While Enrique is attempting to have  Angel killed, the witchbreed is rescued by Iceman and Cyclops. This does not deter Enrique, who continues on his path until Toad is discovered to be a witchbreed by the Pope's men, and to save his own life he sells out Enrique, Petros and Wanda. The trio are set to be sacrificed, but Enrique escapes and pursues many of the other heroes to America. However, the New World is under the threat of impending doom, and Richard Reed determines that to restore balance, Enrique has to co-operate.

With the help of Nick Fury and Thor, Enrique participates in the restoring of the world. He then tells his enemy, Carlos Javier, to train Petros and Wanda.

Age of Apocalypse
In the reality of the Age of Apocalypse, Magneto founded Earth-295's X-Men after the death of his friend Charles Xavier, at the hands of Xavier's own son David who traveled back in time to kill Magneto hoping to fulfill his "father's greatest wish".

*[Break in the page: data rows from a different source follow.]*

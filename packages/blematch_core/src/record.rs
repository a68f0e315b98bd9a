//! Discovered peripheral records
//!
//! A `DiscoveredPeripheralRecord` is what the scanning subsystem hands us for
//! one advertisement event. Nothing in it is trusted: the name may be empty or
//! truncated, the service list may be partial, and the platform identifier
//! rotates across scans on some platforms, so it is carried for the caller's
//! benefit only and never consulted during matching.

use serde::{Deserialize, Serialize};
use thiserror::Error;
use uuid::Uuid;

use crate::uuid16;

#[derive(Error, Debug)]
pub enum RecordError {
    #[error("Invalid record JSON: {0}")]
    InvalidJson(String),
}

// AD structure types (Bluetooth Core Supplement, Part A, 1.x).
const AD_INCOMPLETE_UUID16: u8 = 0x02;
const AD_COMPLETE_UUID16: u8 = 0x03;
const AD_INCOMPLETE_UUID32: u8 = 0x04;
const AD_COMPLETE_UUID32: u8 = 0x05;
const AD_INCOMPLETE_UUID128: u8 = 0x06;
const AD_COMPLETE_UUID128: u8 = 0x07;
const AD_SHORTENED_NAME: u8 = 0x08;
const AD_COMPLETE_NAME: u8 = 0x09;
const AD_MANUFACTURER_DATA: u8 = 0xFF;

/// One advertisement as seen by the scanner.
///
/// Empty names and empty manufacturer data are stored as absent, so the
/// accessors and the matcher see the same thing.
#[derive(Debug, Clone, Default, PartialEq, Eq, Serialize, Deserialize)]
pub struct DiscoveredPeripheralRecord {
    /// Advertised local name (complete or shortened).
    #[serde(
        default,
        rename = "name",
        with = "lenient_text",
        skip_serializing_if = "Option::is_none"
    )]
    local_name: Option<String>,
    /// Advertised service identifiers, all normalised to 128-bit.
    #[serde(default, rename = "services", with = "uuid16::serde_list")]
    service_uuids: Vec<Uuid>,
    /// Manufacturer specific data, company identifier (little-endian) first.
    #[serde(
        default,
        with = "hex_bytes",
        skip_serializing_if = "Option::is_none"
    )]
    manufacturer_data: Option<Vec<u8>>,
    /// Platform-assigned transient identifier. Never used as a key.
    #[serde(
        default,
        rename = "id",
        with = "lenient_text",
        skip_serializing_if = "Option::is_none"
    )]
    platform_id: Option<String>,
}

impl DiscoveredPeripheralRecord {
    pub fn new() -> Self {
        Self::default()
    }

    pub fn with_name(mut self, name: impl Into<String>) -> Self {
        self.local_name = Some(name.into()).filter(|n| !n.is_empty());
        self
    }

    pub fn with_service(mut self, uuid: Uuid) -> Self {
        self.push_service(uuid);
        self
    }

    pub fn with_manufacturer_data(mut self, data: impl Into<Vec<u8>>) -> Self {
        self.manufacturer_data = Some(data.into()).filter(|d| !d.is_empty());
        self
    }

    pub fn with_platform_id(mut self, id: impl Into<String>) -> Self {
        self.platform_id = Some(id.into());
        self
    }

    /// The advertised name, or `None` when it is absent or empty.
    pub fn name(&self) -> Option<&str> {
        self.local_name.as_deref()
    }

    pub fn service_uuids(&self) -> &[Uuid] {
        &self.service_uuids
    }

    /// Manufacturer data, or `None` when absent or empty.
    pub fn manufacturer_data(&self) -> Option<&[u8]> {
        self.manufacturer_data.as_deref()
    }

    pub fn platform_id(&self) -> Option<&str> {
        self.platform_id.as_deref()
    }

    pub fn advertises(&self, uuid: &Uuid) -> bool {
        self.service_uuids.contains(uuid)
    }

    /// True when the record carries nothing a signature could match on.
    pub fn is_blank(&self) -> bool {
        self.local_name.is_none() && self.service_uuids.is_empty() && self.manufacturer_data.is_none()
    }

    /// Parse the JSON form used across the FFI boundary.
    ///
    /// Only input that is not a JSON object fails. A field that cannot be
    /// read is treated as absent, which leaves its criteria unsatisfied.
    pub fn from_json(json: &str) -> Result<Self, RecordError> {
        serde_json::from_str(json).map_err(|e| RecordError::InvalidJson(e.to_string()))
    }

    /// Build a record from raw LE advertising data (AD structures).
    ///
    /// A structure whose declared length runs past the buffer ends parsing;
    /// everything decoded up to that point is kept. A complete local name
    /// takes precedence over a shortened one.
    pub fn from_advertisement(platform_id: Option<String>, data: &[u8]) -> Self {
        let mut record = Self {
            platform_id,
            ..Self::default()
        };
        let mut shortened_name = None;

        let mut i = 0;
        while i < data.len() {
            let len = data[i] as usize;
            if len == 0 || i + len >= data.len() {
                break;
            }
            let ad_type = data[i + 1];
            let value = &data[i + 2..i + 1 + len];
            match ad_type {
                AD_INCOMPLETE_UUID16 | AD_COMPLETE_UUID16 => {
                    for chunk in value.chunks_exact(2) {
                        let short = u16::from_le_bytes([chunk[0], chunk[1]]);
                        record.push_service(uuid16::from_u16(short));
                    }
                }
                AD_INCOMPLETE_UUID32 | AD_COMPLETE_UUID32 => {
                    for chunk in value.chunks_exact(4) {
                        let short = u32::from_le_bytes([chunk[0], chunk[1], chunk[2], chunk[3]]);
                        record.push_service(uuid16::from_u32(short));
                    }
                }
                AD_INCOMPLETE_UUID128 | AD_COMPLETE_UUID128 => {
                    for chunk in value.chunks_exact(16) {
                        let mut bytes = [0u8; 16];
                        bytes.copy_from_slice(chunk);
                        // Over the air 128-bit UUIDs are little-endian.
                        bytes.reverse();
                        record.push_service(Uuid::from_bytes(bytes));
                    }
                }
                AD_SHORTENED_NAME if !value.is_empty() => {
                    shortened_name = Some(String::from_utf8_lossy(value).into_owned());
                }
                AD_COMPLETE_NAME if !value.is_empty() => {
                    record.local_name = Some(String::from_utf8_lossy(value).into_owned());
                }
                AD_MANUFACTURER_DATA if record.manufacturer_data.is_none() && !value.is_empty() => {
                    record.manufacturer_data = Some(value.to_vec());
                }
                _ => {}
            }
            i += len + 1;
        }

        if record.local_name.is_none() {
            record.local_name = shortened_name;
        }
        record
    }

    fn push_service(&mut self, uuid: Uuid) {
        if !self.service_uuids.contains(&uuid) {
            self.service_uuids.push(uuid);
        }
    }
}

/// Optional strings; a non-string or empty value reads as absent.
mod lenient_text {
    use serde::{Deserialize, Deserializer, Serializer};
    use serde_json::Value;

    pub fn serialize<S>(text: &Option<String>, serializer: S) -> Result<S::Ok, S::Error>
    where
        S: Serializer,
    {
        match text {
            Some(t) => serializer.serialize_str(t),
            None => serializer.serialize_none(),
        }
    }

    pub fn deserialize<'de, D>(deserializer: D) -> Result<Option<String>, D::Error>
    where
        D: Deserializer<'de>,
    {
        Ok(match Value::deserialize(deserializer)? {
            Value::String(s) if !s.is_empty() => Some(s),
            Value::String(_) | Value::Null => None,
            other => {
                log::debug!("Ignoring non-string record field: {}", other);
                None
            }
        })
    }
}

/// Hex-encoded bytes; malformed or empty hex reads as absent.
mod hex_bytes {
    use serde::{Deserialize, Deserializer, Serializer};
    use serde_json::Value;

    pub fn serialize<S>(bytes: &Option<Vec<u8>>, serializer: S) -> Result<S::Ok, S::Error>
    where
        S: Serializer,
    {
        match bytes {
            Some(b) => serializer.serialize_str(&hex::encode(b)),
            None => serializer.serialize_none(),
        }
    }

    pub fn deserialize<'de, D>(deserializer: D) -> Result<Option<Vec<u8>>, D::Error>
    where
        D: Deserializer<'de>,
    {
        Ok(match Value::deserialize(deserializer)? {
            Value::String(s) => match hex::decode(s.trim()) {
                Ok(bytes) if !bytes.is_empty() => Some(bytes),
                Ok(_) => None,
                Err(e) => {
                    log::debug!("Ignoring manufacturer data {:?}: {}", s, e);
                    None
                }
            },
            Value::Null => None,
            other => {
                log::debug!("Ignoring non-string manufacturer data: {}", other);
                None
            }
        })
    }
}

He and the X-Men fight against the forces of this world's Apocalypse who, having been wakened early by the battle between David and Magneto, was able to take over North America in the absence of Xavier's interference.  Holocaust, Sinister, Mikhail Rasputin and Abyss are Apocalypse's horsemen, and while Magneto's team is composed not only of X-Men but also of standard "evil" mutants from traditional timelines, including mutants such as Sabretooth, other individuals who are "heroes" in Earth-616 serve Apocalypse in this timeline.

In this timeline, Magneto is married to his former protégé Rogue, and being able to touch due to his magnetic mastery over his own bio-aura, are able to have a son together who they name Charles, in honor of Xavier.  Magneto and Charles are later personally captured by Apocalypse himself, though they are rescued by Rogue and the other X-Men, including Nate Grey, who raid Apocalypse's citadel in a desperate final attempt to save all of reality from M'Kraan crystallization.

As the X-Men use the M'Kraan Crystal to send Bishop back in time to return the timeline to its proper course, Magneto and Nate Grey square off in one last fight against Apocalypse and Holocaust.  Nate Grey jams the original fragment of the M'Kraan Crystal into Holocaust, crystallizing them both, while the battle between Magneto and Apocalypse ends with Magneto using his control of magnetism to rip the techno-organic Apocalypse in half.  Following this, Manhattan Island and most of North America are enveloped in nuclear bombs.

It is later revealed that the day was saved by Jean Grey, who manifested the Phoenix Force at the point of near-death.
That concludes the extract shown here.